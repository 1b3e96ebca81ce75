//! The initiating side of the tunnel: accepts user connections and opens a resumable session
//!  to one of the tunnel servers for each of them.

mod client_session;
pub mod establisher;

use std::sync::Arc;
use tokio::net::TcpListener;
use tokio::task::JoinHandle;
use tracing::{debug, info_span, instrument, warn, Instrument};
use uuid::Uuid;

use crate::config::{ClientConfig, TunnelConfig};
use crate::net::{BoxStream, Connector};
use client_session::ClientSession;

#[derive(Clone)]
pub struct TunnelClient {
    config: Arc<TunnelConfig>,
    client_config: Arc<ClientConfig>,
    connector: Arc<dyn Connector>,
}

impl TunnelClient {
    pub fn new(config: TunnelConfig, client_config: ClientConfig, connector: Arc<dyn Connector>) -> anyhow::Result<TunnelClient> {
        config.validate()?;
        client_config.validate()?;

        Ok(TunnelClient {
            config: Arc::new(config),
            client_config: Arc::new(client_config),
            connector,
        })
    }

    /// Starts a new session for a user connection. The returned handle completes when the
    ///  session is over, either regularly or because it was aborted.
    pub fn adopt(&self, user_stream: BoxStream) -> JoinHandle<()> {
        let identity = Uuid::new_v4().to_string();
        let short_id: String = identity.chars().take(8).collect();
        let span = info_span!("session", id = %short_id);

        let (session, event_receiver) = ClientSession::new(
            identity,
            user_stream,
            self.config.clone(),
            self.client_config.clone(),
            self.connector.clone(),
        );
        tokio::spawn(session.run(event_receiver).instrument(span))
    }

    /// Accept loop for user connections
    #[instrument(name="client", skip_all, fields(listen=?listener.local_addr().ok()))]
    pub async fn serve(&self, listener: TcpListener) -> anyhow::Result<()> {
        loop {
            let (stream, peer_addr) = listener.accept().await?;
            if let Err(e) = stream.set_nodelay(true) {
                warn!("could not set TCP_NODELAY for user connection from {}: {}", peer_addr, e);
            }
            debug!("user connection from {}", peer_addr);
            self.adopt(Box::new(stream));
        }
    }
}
* * * * * * *
Brief
From the material above, set down exactly the lines starting at the one with "mod client_session;" and ending at the one with "let (stream, peer_addr)", end lines included.

Answer for this exercise
mod client_session;
pub mod establisher;

use std::sync::Arc;
use tokio::net::TcpListener;
use tokio::task::JoinHandle;
use tracing::{debug, info_span, instrument, warn, Instrument};
use uuid::Uuid;

use crate::config::{ClientConfig, TunnelConfig};
use crate::net::{BoxStream, Connector};
use client_session::ClientSession;

#[derive(Clone)]
pub struct TunnelClient {
    config: Arc<TunnelConfig>,
    client_config: Arc<ClientConfig>,
    connector: Arc<dyn Connector>,
}

impl TunnelClient {
    pub fn new(config: TunnelConfig, client_config: ClientConfig, connector: Arc<dyn Connector>) -> anyhow::Result<TunnelClient> {
        config.validate()?;
        client_config.validate()?;

        Ok(TunnelClient {
            config: Arc::new(config),
            client_config: Arc::new(client_config),
            connector,
        })
    }

    /// Starts a new session for a user connection. The returned handle completes when the
    ///  session is over, either regularly or because it was aborted.
    pub fn adopt(&self, user_stream: BoxStream) -> JoinHandle<()> {
        let identity = Uuid::new_v4().to_string();
        let short_id: String = identity.chars().take(8).collect();
        let span = info_span!("session", id = %short_id);

        let (session, event_receiver) = ClientSession::new(
            identity,
            user_stream,
            self.config.clone(),
            self.client_config.clone(),
            self.connector.clone(),
        );
        tokio::spawn(session.run(event_receiver).instrument(span))
    }

    /// Accept loop for user connections
    #[instrument(name="client", skip_all, fields(listen=?listener.local_addr().ok()))]
    pub async fn serve(&self, listener: TcpListener) -> anyhow::Result<()> {
        loop {
            let (stream, peer_addr) = listener.accept().await?;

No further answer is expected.